Stadium in Seishincho, Tokyo, Japan

Edogawa City Track & Field Stadium (江戸川区陸上競技場, Edogawa-ku rikujō kyōgi-jō) is a multi-purpose stadium in the Edogawa area of Tokyo, Japan. As the home of the Kubota Spears Funabashi Tokyo Bay of the Japan Rugby League One, the stadium is often referred to as the Spears EDORIKU Field (スピアーズえどりくフィールド).

The stadium looks the same as many multi-purpose stadiums of its era in Japan. The stadium seats 6,950 and is mainly used for football and rugby union but features a broad running track for track and field events.
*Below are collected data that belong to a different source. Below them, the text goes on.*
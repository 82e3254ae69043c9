//! # Geographic Utilities
//!
//! Core geographic computation utilities for journey telemetry.
//!
//! ## Overview
//!
//! | Function | Description |
//! |----------|-------------|
//! | [`haversine_distance`] | Great-circle distance between two samples, in meters |
//! | [`haversine_distance_km`] | Same, in kilometers |
//! | [`polyline_length_km`] | Total length of a journey in kilometers |
//! | [`compute_bounds`] | Bounding box of a journey |
//! | [`compute_center`] | Centroid of a journey |
//! | [`meters_to_degrees`] | Convert meters to approximate degrees at a latitude |
//!
//! ## Example
//!
//! ```rust
//! use journey_analytics::{Sample, geo_utils};
//!
//! let track = vec![
//!     Sample::new(51.5074, -0.1278),  // London
//!     Sample::new(51.5080, -0.1290),
//!     Sample::new(51.5090, -0.1300),
//! ];
//!
//! let length = geo_utils::polyline_length_km(&track);
//! println!("Track length: {:.2} km", length);
//!
//! let bounds = geo_utils::compute_bounds(&track).unwrap();
//! println!("Bounds: {:.4}N to {:.4}N", bounds.min_lat, bounds.max_lat);
//! ```
//!
//! ## Algorithm Notes
//!
//! ### Haversine Formula
//!
//! `a = sin²(Δlat/2) + cos(lat1)·cos(lat2)·sin²(Δlon/2)`,
//! `d = 2·R·atan2(√a, √(1−a))` with the IUGG mean Earth radius, R = 6371.0088 km.
//! Delegated to the `geo` crate's [`Haversine`] metric space.
//!
//! Reference: [Haversine formula (Wikipedia)](https://en.wikipedia.org/wiki/Haversine_formula)
//!
//! ### Coordinate System
//!
//! All functions expect WGS84 coordinates (latitude/longitude in degrees).

use geo::{Distance, Haversine, Point};

use crate::{Bounds, Sample};

// =============================================================================
// Distance Functions
// =============================================================================

/// Great-circle distance between two samples in meters.
///
/// Does not check validity; see [`segment_distance_km`] for the checked form.
///
/// # Example
///
/// ```rust
/// use journey_analytics::{Sample, geo_utils};
///
/// let london = Sample::new(51.5074, -0.1278);
/// let paris = Sample::new(48.8566, 2.3522);
///
/// let distance = geo_utils::haversine_distance(&london, &paris);
/// assert!((distance - 343_560.0).abs() < 1000.0); // ~344 km
/// ```
#[inline]
pub fn haversine_distance(p1: &Sample, p2: &Sample) -> f64 {
    let point1 = Point::new(p1.longitude, p1.latitude);
    let point2 = Point::new(p2.longitude, p2.latitude);
    // geo uses the IUGG mean Earth radius, 6371.0088 km, not a rounded 6371 km
    Haversine::distance(point1, point2)
}

/// Great-circle distance between two samples in kilometers.
#[inline]
pub fn haversine_distance_km(p1: &Sample, p2: &Sample) -> f64 {
    haversine_distance(p1, p2) / 1000.0
}

/// Distance of one journey segment in kilometers, or `None` if either end
/// has invalid coordinates.
#[inline]
pub fn segment_distance_km(p1: &Sample, p2: &Sample) -> Option<f64> {
    if p1.is_valid() && p2.is_valid() {
        Some(haversine_distance_km(p1, p2))
    } else {
        None
    }
}

/// Total length of a journey in kilometers.
///
/// Sums the haversine distance between consecutive samples. Segments touching
/// an invalid sample count as zero. Empty or single-sample journeys return 0.0.
pub fn polyline_length_km(samples: &[Sample]) -> f64 {
    samples
        .windows(2)
        .filter_map(|w| segment_distance_km(&w[0], &w[1]))
        .sum()
}

/// Convert meters to approximate degrees at a given latitude.
///
/// Returns a single value suitable for bounding box queries where a square
/// search area is acceptable.
#[inline]
pub fn meters_to_degrees(meters: f64, latitude: f64) -> f64 {
    // At the equator, 1 degree ≈ 111,320 meters; shrinks with cos(latitude)
    let lat_rad = latitude.to_radians();
    let meters_per_degree = 111_320.0 * lat_rad.cos().max(0.1);
    meters / meters_per_degree
}

// =============================================================================
// Bounding Box / Center
// =============================================================================

/// Compute the bounding box of the valid samples in a journey.
///
/// Returns `None` when there are no valid samples.
#[inline]
pub fn compute_bounds(samples: &[Sample]) -> Option<Bounds> {
    Bounds::from_samples(samples)
}

/// Arithmetic mean of the valid coordinates, as `(latitude, longitude)`.
///
/// Suitable for small areas; journeys crossing the antimeridian average badly.
pub fn compute_center(samples: &[Sample]) -> Option<(f64, f64)> {
    let (sum_lat, sum_lng, n) = samples
        .iter()
        .filter(|s| s.is_valid())
        .fold((0.0, 0.0, 0usize), |(lat, lng, n), s| {
            (lat + s.latitude, lng + s.longitude, n + 1)
        });

    if n == 0 {
        return None;
    }
    Some((sum_lat / n as f64, sum_lng / n as f64))
}

// =============================================================================
// Unit Tests
// =============================================================================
It served as home to Sagawa Express Tokyo until 2006. In addition to other sports, the stadium hosted the Women's Lacrosse World Cup in 1997.

==Facilities==
- Four floodlights
- All-weather track of 400 m x 8 lanes, 3,000 m obstacle course etc.
- Natural turf field (105 x 70 m for soccer, lacrosse and rugby)
- Scoreboard (electric)

==Access==
- 15 minutes' walk from Nishi-Kasai Station on the Tokyo Metro Tōzai Line.
- 25 minutes' walk from Kasai-Rinkai Park Station on the Keiyō Line.
- Toei Buses also go to the stadium.